Таким образом, в словах Иосифа (подчеркнем: сторонника религиозной нетерпимости к «еретикам») мы находим один из возможных ключей к пониманию политики Московского государства и митрополии в отношении оказавшихся в России мусульман. Это свидетельство нужно рассматривать, конечно, в контексте многих других источников, и это еще предстоит сделать. Пока же мы ограничимся указанием лишь на то, как Иоанном Златоустом и пошедшей за ним традиции понимался один из текстов Св. Писания, легших в основу христианских представлений о религиозной терпимости и нетерпимости. Это притча о пшенице и плевелах (Мф 13: 24-30).
В свое время Ж. Леклер обратил внимание, что эта притча истолкована Иоанном Златоустом иначе, чем Августином. Августин и заложенная им традиция видели в этом тексте один из главных аргументов в пользу религиозной нетерпимости[29]'. Иоанн Златоуст же, опираясь на ту же притчу, в трактате о священстве, написанном около 386 г., т.е. в эпоху борьбы с «иудей- ствующими», оставил «несколько примечательных слов о терпении, каковое должен иметь пастырь в отношении заблудших душ»[30].
О чем именно идет речь? Оставив на будущее более глубокое изучение вопроса о роли этого и других сочинений Иоанна Златоуста в формировании византийского и древнерусского взгляда на веротерпимость, обратимся к тому, как позиция Златоуста отражена в московском издании 1664 г.[31] Здесь содержится толкование 13-й главы Евангелия от Матфея, в частности притчи о пшенице и плевелах.

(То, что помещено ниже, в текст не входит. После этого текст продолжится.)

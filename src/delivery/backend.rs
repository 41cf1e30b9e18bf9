//! The platform seam for notification delivery.
//!
//! [`NotificationBackend`] abstracts whatever native notification surface the
//! host offers. Backends own the permission model and the live notification
//! resources; the [`Notifier`](super::Notifier) front end adds the
//! permission gate, auto-close timing and logging on top.

use std::sync::Arc;

use crate::models::Permission;

/// Callback invoked when the user clicks a delivered notification. Receives
/// the opaque `data` payload attached at show time.
pub type ClickHandler = Arc<dyn Fn(&serde_json::Value) + Send + Sync>;

/// Everything a backend needs to render one notification.
#[derive(Clone)]
pub struct DeliveryRequest {
    pub title: String,
    pub body: Option<String>,
    pub icon: Option<String>,
    /// Collapse key for the OS-level notification surface.
    pub tag: Option<String>,
    /// Keep the notification on screen until the user interacts with it.
    pub require_interaction: bool,
    /// Opaque payload handed to the click handler.
    pub data: serde_json::Value,
    pub on_click: Option<ClickHandler>,
}

impl std::fmt::Debug for DeliveryRequest {
    fn fmt(&self, f: &mut std::fmt::Formatter<'_>) -> std::fmt::Result {
        f.debug_struct("DeliveryRequest")
            .field("title", &self.title)
            .field("body", &self.body)
            .field("icon", &self.icon)
            .field("tag", &self.tag)
            .field("require_interaction", &self.require_interaction)
            .field("data", &self.data)
            .field("on_click", &self.on_click.as_ref().map(|_| "<fn>"))
            .finish()
    }
}

/// A live, delivered notification. The handle only supports closing; click
/// handling is wired by the backend at delivery time.
pub trait NotificationHandle: Send + Sync {
    fn close(&self);
    fn is_closed(&self) -> bool;
}

/// Failure raised by a backend at delivery time.
#[derive(Debug, thiserror::Error)]
pub enum DeliveryError {
    #[error("platform notification surface unavailable")]
    Unsupported,
    #[error("notification delivery failed: {0}")]
    Failed(String),
}

/// Platform notification surface.
#[async_trait::async_trait]
pub trait NotificationBackend: Send + Sync {
    /// Whether the host environment has a notification surface at all.
    fn is_supported(&self) -> bool;

    /// Current authorization state. Never prompts.
    fn permission(&self) -> Permission;

    /// Trigger the platform permission prompt once and resolve with the
    /// outcome. On platforms without a permission model this resolves
    /// immediately.
    async fn request_permission(&self) -> Permission;

    /// Render the notification. Only called with permission granted.
    fn deliver(&self, request: DeliveryRequest)
        -> Result<Arc<dyn NotificationHandle>, DeliveryError>;
}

Иоанн Златоуст в комментариях пишет, что притча имеет в виду «собрания еретиков», лжепророков, «ересей начальников крыющихся», которые «насажены дьяволом» и наносят вред церкви. Однако Христос не велит вырывать плевелы вплоть до жатвы, т.е. до Страшного суда. Почему? «Чего же ради вводит рабов глаголющих бывшее, даже речет, яко не подобает оубивати их вреда ради еже к человеком»[32]? Ведь рабы засеявшего поле господина «...тщатся уже плевелы восторгнути, аще и не разсмот- ренне творят», хотят поспешить, но спрашивают хозяина, который им это «возбраняет, глаголя: да некогда искорените вкупе с ними и пшеницу. Сие же глаголаше, возбраняя ратем бывали, и кровем, и закланиям: не подобает бо оубивати еретика, понеже рать несмирителна имяще во вселенную ввестися»[33]. Два довода, пишет Иоанн Златоуст, стоят за таким решением: во-первых, не нанести вреда самой пшенице; во-вторых, нужно ждать «приличное время», если, стремясь уничтожить неисцелимо зараженные плевелы, мы хотим искоренить их, не нанося вреда пшенице («еже восприяти им муку всячески не исцелне недугующым; тем же аще хощете и мучити их кроме вреда пшеницы»), потому что не только многие святые могут погибнуть, если начать искоренять еретиков оружием, но и, сверх того, даже некоторые плевелы могут со временем превратиться в пшеницу («или же от самех плевел многим преложитися и быти пщенице»[26]). И далее эта мысль прояснена: «Аще убо предваривше их искорените, вреждаете, хотящую быти пшеницу убивающе, им же возможно есть преложитися, и лучшими быти»[35]. Это не значит, однако, что с еретиками вообще не нужно бороться, но значит, что их нельзя казнить («Не убо удерживати еретиков, и заушати, и от- сецати их дерзновение и соборы, и совещания разрушати возбраняет, но еже не убивати и закалати»[36]).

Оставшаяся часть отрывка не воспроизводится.